### [TASK DIRECTIONS]
In the listing below, find the line that contains "pub fn into_result(self)" and the line that contains "series name exists". Quote both and every line between them, exactly, and nothing more.
▬▬▬
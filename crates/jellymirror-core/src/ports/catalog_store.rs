//! Catalog store port (driven/secondary port)
//!
//! This module defines the storage interface used by the reconciliation
//! engine: a bulk persistence gateway, id lookups and a small set of
//! storage-side housekeeping procedures.
//!
//! ## Design Notes
//!
//! - Bulk writes return [`BulkOutcome`] instead of an error. Each call is
//!   one transaction; callers treat `Failure` as fatal to the phase.
//! - Tables and columns are closed enums so that no caller-provided text
//!   ever reaches SQL. Ids are always bound parameters.
//! - Lookups and housekeeping return `anyhow::Result`.

use std::fmt;

use chrono::{DateTime, Utc};

use crate::domain::{
    Episode, ImportedPluginRow, ItemInfo, Library, LibraryItem, PlaybackActivity,
    Season, User,
};

// ============================================================================
// Tables, columns, values
// ============================================================================

/// Tables reachable through the bulk gateway
#[derive(Debug, Clone, Copy, PartialEq, Eq, Hash)]
pub enum Table {
    Libraries,
    Items,
    Seasons,
    Episodes,
    ItemInfo,
    Users,
    PlaybackActivity,
    PluginRows,
}

impl Table {
    pub fn name(&self) -> &'static str {
        match self {
            Table::Libraries => "libraries",
            Table::Items => "library_items",
            Table::Seasons => "library_seasons",
            Table::Episodes => "library_episodes",
            Table::ItemInfo => "item_info",
            Table::Users => "users",
            Table::PlaybackActivity => "playback_activity",
            Table::PluginRows => "plugin_playback_rows",
        }
    }

    /// Identity column of the table
    pub fn id_column(&self) -> Column {
        match self {
            Table::Episodes => Column::EpisodeId,
            Table::PluginRows => Column::RowId,
            _ => Column::Id,
        }
    }

    /// Whether rows carry an `archived` flag instead of being deleted
    pub fn is_archivable(&self) -> bool {
        matches!(
            self,
            Table::Libraries | Table::Items | Table::Seasons | Table::Episodes
        )
    }
}

impl fmt::Display for Table {
    fn fmt(&self, f: &mut fmt::Formatter<'_>) -> fmt::Result {
        f.write_str(self.name())
    }
}

/// Columns usable as update target or key in [`ICatalogStore::set_field`]
#[derive(Debug, Clone, Copy, PartialEq, Eq, Hash)]
pub enum Column {
    Id,
    EpisodeId,
    RowId,
    ParentId,
    SeriesId,
    SeasonId,
    Archived,
}

impl Column {
    pub fn name(&self) -> &'static str {
        match self {
            Column::Id => "id",
            Column::EpisodeId => "episode_id",
            Column::RowId => "plugin_rowid",
            Column::ParentId => "parent_id",
            Column::SeriesId => "series_id",
            Column::SeasonId => "season_id",
            Column::Archived => "archived",
        }
    }
}

/// Value written by [`ICatalogStore::set_field`]
#[derive(Debug, Clone, PartialEq, Eq)]
pub enum FieldValue {
    Bool(bool),
    Text(String),
}

/// Rows for one bulk upsert, all of the same table
#[derive(Debug, Clone)]
pub enum RowBatch {
    Libraries(Vec<Library>),
    Items(Vec<LibraryItem>),
    Seasons(Vec<Season>),
    Episodes(Vec<Episode>),
    ItemInfo(Vec<ItemInfo>),
    Users(Vec<User>),
    PlaybackActivity(Vec<PlaybackActivity>),
    PluginRows(Vec<ImportedPluginRow>),
}

impl RowBatch {
    pub fn table(&self) -> Table {
        match self {
            RowBatch::Libraries(_) => Table::Libraries,
            RowBatch::Items(_) => Table::Items,
            RowBatch::Seasons(_) => Table::Seasons,
            RowBatch::Episodes(_) => Table::Episodes,
            RowBatch::ItemInfo(_) => Table::ItemInfo,
            RowBatch::Users(_) => Table::Users,
            RowBatch::PlaybackActivity(_) => Table::PlaybackActivity,
            RowBatch::PluginRows(_) => Table::PluginRows,
        }
    }

    pub fn len(&self) -> usize {
        match self {
            RowBatch::Libraries(rows) => rows.len(),
            RowBatch::Items(rows) => rows.len(),
            RowBatch::Seasons(rows) => rows.len(),
            RowBatch::Episodes(rows) => rows.len(),
            RowBatch::ItemInfo(rows) => rows.len(),
            RowBatch::Users(rows) => rows.len(),
            RowBatch::PlaybackActivity(rows) => rows.len(),
            RowBatch::PluginRows(rows) => rows.len(),
        }
    }

    pub fn is_empty(&self) -> bool {
        self.len() == 0
    }
}

/// Result of a bulk gateway call
#[derive(Debug, Clone, PartialEq, Eq)]
pub enum BulkOutcome {
    Success,
    Failure(String),
}

impl BulkOutcome {
    pub fn is_success(&self) -> bool {
        matches!(self, BulkOutcome::Success)
    }

    /// Converts a failure into `Err(message)`
    pub fn into_result(self) -> Result<(), String> {
        match self {
            BulkOutcome::Success => Ok(()),
            BulkOutcome::Failure(message) => Err(message),
        }
    }
}

// ============================================================================
// Housekeeping results
// ============================================================================

/// Rows removed by the storage-side orphan cleanup
#[derive(Debug, Clone, Copy, Default, PartialEq, Eq)]
pub struct OrphanReport {
    pub seasons: u64,
    pub episodes: u64,
    pub item_info: u64,
}

/// Activity that points at an inactive item id while an active item of the
/// same name exists
#[derive(Debug, Clone, PartialEq, Eq, Hash)]
pub struct ItemMigration {
    pub old_item_id: String,
    pub new_item_id: String,
}

/// Activity that points at an inactive episode while an active episode of
/// the same name and series name exists
#[derive(Debug, Clone, PartialEq, Eq, Hash)]
pub struct EpisodeMigration {
    pub old_episode_id: String,
    pub episode_id: String,
    pub season_id: Option<String>,
    pub series_id: String,
}

/// Oldest and newest activity dates in the mirror
#[derive(Debug, Clone, Copy, Default, PartialEq, Eq)]
pub struct ActivityBounds {
    pub oldest: Option<DateTime<Utc>>,
    pub newest: Option<DateTime<Utc>>,
}

// ============================================================================
// ICatalogStore trait
// ============================================================================

/// Port trait for the local catalog mirror
#[async_trait::async_trait]
pub trait ICatalogStore: Send + Sync {
    // --- Bulk gateway ---

    /// Inserts or fully rewrites every row of the batch
    async fn upsert_many(&self, batch: RowBatch) -> BulkOutcome;

    /// Deletes rows by identity
    async fn delete_many(&self, table: Table, ids: &[String]) -> BulkOutcome;

    /// Sets `column = value` on every row whose `key` is in `ids`
    async fn set_field(
        &self,
        table: Table,
        ids: &[String],
        column: Column,
        value: FieldValue,
        key: Column,
    ) -> BulkOutcome;

    // --- Id lookups ---

    /// All identities in a table
    async fn all_ids(&self, table: Table) -> anyhow::Result<Vec<String>>;

    /// Identities of non-archived rows (libraries, items, seasons, episodes)
    async fn active_ids(&self, table: Table) -> anyhow::Result<Vec<String>>;

    /// Non-archived item ids whose library is in `library_ids`
    async fn active_item_ids_in_libraries(
        &self,
        library_ids: &[String],
    ) -> anyhow::Result<Vec<String>>;

    /// All item ids whose library is in `library_ids`
    async fn item_ids_in_libraries(&self, library_ids: &[String])
        -> anyhow::Result<Vec<String>>;

    /// Identities of seasons or episodes belonging to any of `series_ids`
    async fn ids_by_series(
        &self,
        table: Table,
        series_ids: &[String],
    ) -> anyhow::Result<Vec<String>>;

    /// Ids among `ids` that already have a row in `table`
    async fn existing_ids(&self, table: Table, ids: &[String]) -> anyhow::Result<Vec<String>>;

    /// Owner ids among `owner_ids` that already have item-info rows
    async fn item_info_owner_ids(&self, owner_ids: &[String]) -> anyhow::Result<Vec<String>>;

    async fn archived_series_ids(&self) -> anyhow::Result<Vec<String>>;

    async fn archived_season_ids(&self) -> anyhow::Result<Vec<String>>;

    // --- Housekeeping ---

    /// Deletes seasons/episodes without a series row and item info without
    /// an owner, in one transaction
    async fn remove_orphaned_data(&self) -> anyhow::Result<OrphanReport>;

    /// Deletes active episodes with no season
    async fn delete_unparented_episodes(&self) -> anyhow::Result<u64>;

    /// Recomputes per-library counters
    async fn update_library_stats(&self) -> anyhow::Result<()>;

    /// Rewrites activity user names that differ from the mirrored user
    async fn sync_playback_user_names(&self) -> anyhow::Result<u64>;

    // --- Activity migration ---

    /// Candidates ordered by old id then new id
    async fn item_migration_candidates(&self) -> anyhow::Result<Vec<ItemMigration>>;

    /// Candidates ordered by old episode id then new episode id
    async fn episode_migration_candidates(&self) -> anyhow::Result<Vec<EpisodeMigration>>;

    async fn apply_item_migrations(&self, migrations: &[ItemMigration]) -> anyhow::Result<u64>;

    async fn apply_episode_migrations(
        &self,
        migrations: &[EpisodeMigration],
    ) -> anyhow::Result<u64>;

    // --- Plugin import ---

    async fn activity_bounds(&self) -> anyhow::Result<ActivityBounds>;

    async fn max_plugin_rowid(&self) -> anyhow::Result<Option<i64>>;

    /// Folds staged plugin rows into playback activity; returns rows added
    async fn fold_imported_plugin_rows(&self) -> anyhow::Result<u64>;
}

#[cfg(test)]
mod tests {
    use super::*;

    #[test]
    fn episodes_are_keyed_by_episode_id() {
        assert_eq!(Table::Episodes.id_column(), Column::EpisodeId);
        assert_eq!(Table::Items.id_column(), Column::Id);
        assert_eq!(Table::PluginRows.id_column(), Column::RowId);
    }

    #[test]
    fn bulk_outcome_into_result() {
        assert_eq!(BulkOutcome::Success.into_result(), Ok(()));
        assert_eq!(
            BulkOutcome::Failure("disk full".into()).into_result(),
            Err("disk full".to_string())
        );
    }

    #[test]
    fn row_batch_reports_table_and_len() {
        let batch = RowBatch::Users(vec![]);
        assert_eq!(batch.table(), Table::Users);
        assert!(batch.is_empty());
    }
}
▬▬▬
### [OUTPUT OF THE TASK]
    pub fn into_result(self) -> Result<(), String> {
        match self {
            BulkOutcome::Success => Ok(()),
            BulkOutcome::Failure(message) => Err(message),
        }
    }
}

// ============================================================================
// Housekeeping results
// ============================================================================

/// Rows removed by the storage-side orphan cleanup
#[derive(Debug, Clone, Copy, Default, PartialEq, Eq)]
pub struct OrphanReport {
    pub seasons: u64,
    pub episodes: u64,
    pub item_info: u64,
}

/// Activity that points at an inactive item id while an active item of the
/// same name exists
#[derive(Debug, Clone, PartialEq, Eq, Hash)]
pub struct ItemMigration {
    pub old_item_id: String,
    pub new_item_id: String,
}

/// Activity that points at an inactive episode while an active episode of
/// the same name and series name exists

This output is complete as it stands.